Each thump occurred when another person died. As a passenger, he couldn’t affect anything in this place, but witnessing one horror after another was enough to cause his own soul to howl in pain. No one was spared, not even the women or children. The fire was hungry and wanted to devour everything.
“Make it stop…” Crow whispered and wondered why he saw all this suffering. It wasn’t enough to torment him with fire, but now he was made to watch others burn too.
A nagging feeling inside told him his answers were at the center of the village. A town square with an exquisitely carved fountain contrasted sharply with the crude wooden buildings in this rural place. It was out of place. Upon seeing it, Crow tried to resist its inexorable pull. He feared that fountain and wanted nothing more than to flee. Somehow he knew that the source of his curse was waiting for him inside that thing. It was an entity that attracted Soul Fire to it, or maybe it was the origin of all Soul Fire.
Killing it was impossible, but he knew if he did, his curse would break. He’d be free. Terrified, his soul rebelled and tried to wrench itself from his mortal flesh. It was the first time his mind and soul fought each other. Crow knew he’d lost control—if he ever had it. In this nightmare scape, the only thing that was still him was his soul. Everything else belonged to that fountain.
Previously, his body was a ghostly haze, but the more his soul opposed the temptation, the more solid he became. It was when his feet touched the solid ground that the soul stopped struggling. It knew it had lost.
The last bit of strength he had was used to tightly close his eyes. Dream logic told him as long as he didn’t see the thing in the fountain, he’d survive. Step by step, Crow approached the entity, his feet dragging as if they were heavy stones.
It was like standing on a frozen pond, knowing the ice was breaking but unable to escape the fate before him. It was as inexorable, this meeting. He realized he’d greatly misjudged the Sluagh, and they were never the cause of this sinister curse.
His toes bumped into something, and he stopped moving. He’d arrived.

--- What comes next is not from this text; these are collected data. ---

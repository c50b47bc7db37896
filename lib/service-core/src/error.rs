use thiserror::Error;

pub type Result<T> = std::result::Result<T, CoreError>;

#[derive(Error, Debug)]
pub enum CoreError {
    #[error("Failed to read service configuration {path}: {source}")]
    ConfigRead {
        path: String,
        #[source]
        source: std::io::Error,
    },

    #[error("Invalid service configuration: {0}")]
    ConfigParse(String),

    #[error("Failed to init channel for service {service}: {reason}")]
    BackendInit { service: String, reason: String },

    #[error("Failed to watch {path}: {reason}")]
    Watch { path: String, reason: String },

    #[error("Service not found: {0}")]
    ServiceNotFound(String),

    #[error("Unsupported protocol {protocol} for service {service}")]
    UnsupportedProtocol { service: String, protocol: String },

    #[error("Call to service {service} failed: {reason}")]
    BackendCallFailed { service: String, reason: String },
}

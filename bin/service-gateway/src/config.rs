//! Gateway settings read from the environment

use anyhow::{Context, Result};
use std::net::SocketAddr;
use std::time::Duration;

const DEFAULT_CONF_DIR: &str = "./conf";
const DEFAULT_CONF_FILE: &str = "remote_service.json";
const DEFAULT_LISTEN_ADDR: &str = "0.0.0.0:8080";
const DEFAULT_POLL_MS: u64 = 1000;

#[derive(Clone, Debug, PartialEq)]
pub struct GatewayConfig {
    pub conf_dir: String,
    pub conf_file: String,
    pub listen_addr: SocketAddr,
    /// How often the configuration file is checked for changes
    pub poll_interval: Duration,
}

impl GatewayConfig {
    /// Load from `SERVICE_CONF_DIR`, `SERVICE_CONF_FILE`, `GATEWAY_LISTEN_ADDR`
    /// and `SERVICE_CONF_POLL_MS`
    pub fn from_env() -> Result<Self> {
        Self::from_lookup(|name| std::env::var(name).ok())
    }

    pub fn from_lookup(lookup: impl Fn(&str) -> Option<String>) -> Result<Self> {
        let conf_dir = lookup("SERVICE_CONF_DIR").unwrap_or_else(|| DEFAULT_CONF_DIR.to_string());
        let conf_file = lookup("SERVICE_CONF_FILE").unwrap_or_else(|| DEFAULT_CONF_FILE.to_string());

        let listen_addr = lookup("GATEWAY_LISTEN_ADDR").unwrap_or_else(|| DEFAULT_LISTEN_ADDR.to_string());
        let listen_addr: SocketAddr = listen_addr
            .parse()
            .with_context(|| format!("invalid GATEWAY_LISTEN_ADDR {}", listen_addr))?;

        let poll_ms = match lookup("SERVICE_CONF_POLL_MS") {
            Some(value) => value
                .parse::<u64>()
                .with_context(|| format!("invalid SERVICE_CONF_POLL_MS {}", value))?,
            None => DEFAULT_POLL_MS,
        };
        if poll_ms == 0 {
            anyhow::bail!("SERVICE_CONF_POLL_MS must be positive");
        }

        Ok(Self {
            conf_dir,
            conf_file,
            listen_addr,
            poll_interval: Duration::from_millis(poll_ms),
        })
    }
}

#[cfg(test)]
mod tests {
    use super::*;
    use std::collections::HashMap;

    fn lookup(vars: &[(&str, &str)]) -> impl Fn(&str) -> Option<String> {
        let vars: HashMap<String, String> = vars
            .iter()
            .map(|(k, v)| (k.to_string(), v.to_string()))
            .collect();
        move |name| vars.get(name).cloned()
    }

    #[test]
    fn test_defaults() {
        let config = GatewayConfig::from_lookup(lookup(&[])).unwrap();
        assert_eq!(config.conf_dir, "./conf");
        assert_eq!(config.conf_file, "remote_service.json");
        assert_eq!(config.listen_addr, "0.0.0.0:8080".parse().unwrap());
        assert_eq!(config.poll_interval, Duration::from_secs(1));
    }

    #[test]
    fn test_overrides() {
        let config = GatewayConfig::from_lookup(lookup(&[
            ("SERVICE_CONF_DIR", "/etc/services"),
            ("SERVICE_CONF_FILE", "remote.json"),
            ("GATEWAY_LISTEN_ADDR", "127.0.0.1:9090"),
            ("SERVICE_CONF_POLL_MS", "250"),
        ]))
        .unwrap();
        assert_eq!(config.conf_dir, "/etc/services");
        assert_eq!(config.conf_file, "remote.json");
        assert_eq!(config.listen_addr.port(), 9090);
        assert_eq!(config.poll_interval, Duration::from_millis(250));
    }

    #[test]
    fn test_invalid_values() {
        assert!(GatewayConfig::from_lookup(lookup(&[("GATEWAY_LISTEN_ADDR", "localhost")])).is_err());
        assert!(GatewayConfig::from_lookup(lookup(&[("SERVICE_CONF_POLL_MS", "soon")])).is_err());
        assert!(GatewayConfig::from_lookup(lookup(&[("SERVICE_CONF_POLL_MS", "0")])).is_err());
    }
}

Eyes were pried open by ghostly fingers until he was staring into the fiery depths of the fountain’s basin. The heatwaves distorted his vision, but nothing could hide the massive eye that opened within the flames. It filled the entire basin, and Crow couldn’t do anything else but stare back. Eye contact acknowledged its existence and gave it the power of a domain, which is used to attack Crow’s soul, trying to grind his will from it. A tactic that would eliminate Crow and leave his body, soul, and mind intact for another entity to take it over.
Caw-Caw!
A three-headed crow made of Night Fire intervened and broke him free from the deadly trance. It was no match for the thing in the fountain, but it was only a fraction of the Sluagh’s power, and it was enough to disrupt everything.
AAAARGH!
Crow shot up from his bed screaming in terror, blood flowed down his cheeks, and he fought with everything he had at the strong hands holding him down. After several deep breaths, he finally relaxed his bulging muscles.
Otto had seen Crow react in his sleep, but nothing like this had ever occurred. Electricity sparked through his body as he fought against Crow’s inhuman strength. Even with his Source, his body was battered, and his face gashed.

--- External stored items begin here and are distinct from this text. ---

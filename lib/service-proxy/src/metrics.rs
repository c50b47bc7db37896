//! Prometheus metrics for remote service calls and reloads

use prometheus::{CounterVec, Encoder, HistogramOpts, HistogramVec, IntGauge, Opts, Registry, TextEncoder};
use std::sync::Arc;
use std::time::Duration;

/// Service label for calls to names that are not configured
pub const UNKNOWN_SERVICE_LABEL: &str = "unknown";

/// Prometheus metrics collector for the remote service manager
#[derive(Clone)]
pub struct CallMetrics {
    /// Calls by service and outcome (`success` / `failure`)
    pub calls_total: CounterVec,
    /// Call latency in seconds by service
    pub call_duration_seconds: HistogramVec,
    /// Configuration reloads by result (`success` / `failure`)
    pub reloads_total: CounterVec,
    /// Generation of the published snapshot
    pub snapshot_generation: IntGauge,
    /// Prometheus registry for metrics
    pub registry: Arc<Registry>,
}

impl CallMetrics {
    /// Create a collector with its own registry
    pub fn new() -> prometheus::Result<Self> {
        Self::with_registry(Arc::new(Registry::new()))
    }

    /// Create a collector registering into `registry`
    pub fn with_registry(registry: Arc<Registry>) -> prometheus::Result<Self> {
        let calls_total = CounterVec::new(
            Opts::new("remote_service_calls_total", "Total remote service calls"),
            &["service", "outcome"],
        )?;

        let call_duration_seconds = HistogramVec::new(
            HistogramOpts::new(
                "remote_service_call_duration_seconds",
                "Remote service call latency in seconds",
            ),
            &["service"],
        )?;

        let reloads_total = CounterVec::new(
            Opts::new("remote_service_reloads_total", "Total configuration reloads"),
            &["result"],
        )?;

        let snapshot_generation = IntGauge::new(
            "remote_service_snapshot_generation",
            "Generation of the active channel snapshot",
        )?;

        registry.register(Box::new(calls_total.clone()))?;
        registry.register(Box::new(call_duration_seconds.clone()))?;
        registry.register(Box::new(reloads_total.clone()))?;
        registry.register(Box::new(snapshot_generation.clone()))?;

        Ok(Self {
            calls_total,
            call_duration_seconds,
            reloads_total,
            snapshot_generation,
            registry,
        })
    }

    pub fn observe_call(&self, service: &str, success: bool, latency: Duration) {
        let outcome = if success { "success" } else { "failure" };
        self.calls_total.with_label_values(&[service, outcome]).inc();
        self.call_duration_seconds
            .with_label_values(&[service])
            .observe(latency.as_secs_f64());
    }

    /// Record a published snapshot
    pub fn observe_publish(&self, generation: u64) {
        self.snapshot_generation.set(generation as i64);
    }

    /// Record a reload attempt; a successful one also publishes `generation`
    pub fn observe_reload(&self, generation: Option<u64>) {
        match generation {
            Some(generation) => {
                self.reloads_total.with_label_values(&["success"]).inc();
                self.observe_publish(generation);
            }
            None => self.reloads_total.with_label_values(&["failure"]).inc(),
        }
    }

    /// Gather all metrics in Prometheus text format
    pub fn gather(&self) -> prometheus::Result<String> {
        let encoder = TextEncoder::new();
        let metric_families = self.registry.gather();
        let mut buffer = vec![];
        encoder.encode(&metric_families, &mut buffer)?;
        Ok(String::from_utf8_lossy(&buffer).into_owned())
    }
}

Despite all that, Otto smiled at Crow, cheerful as ever. He felt guilty for harming the giant, and not even his innocent smile could bring him back fully. Crow knew he’d been the closest to dying he’d ever been in his entire life. No, not dead but replaced. Shaking uncontrollably at the horrifying thought, he struggled to breathe.
The Sluagh saved his life. While it interrupted the ritual, Crow felt as if he was marked from the incident. It wasn’t a pleasant feeling, and it made him a little paranoid. No matter what, he owed the Sluagh a debt. One he engraved on his soul with fire and blade.
Otto’s ear-to-ear grin finally melted away the worst of Crow’s tension.
“What are you smiling about?” Crow asked. His throat felt like he’d swallowed glass.
“You. Thick face. Ha! Funny,” Otto’s booming laugh was infectious, and Crow joined him.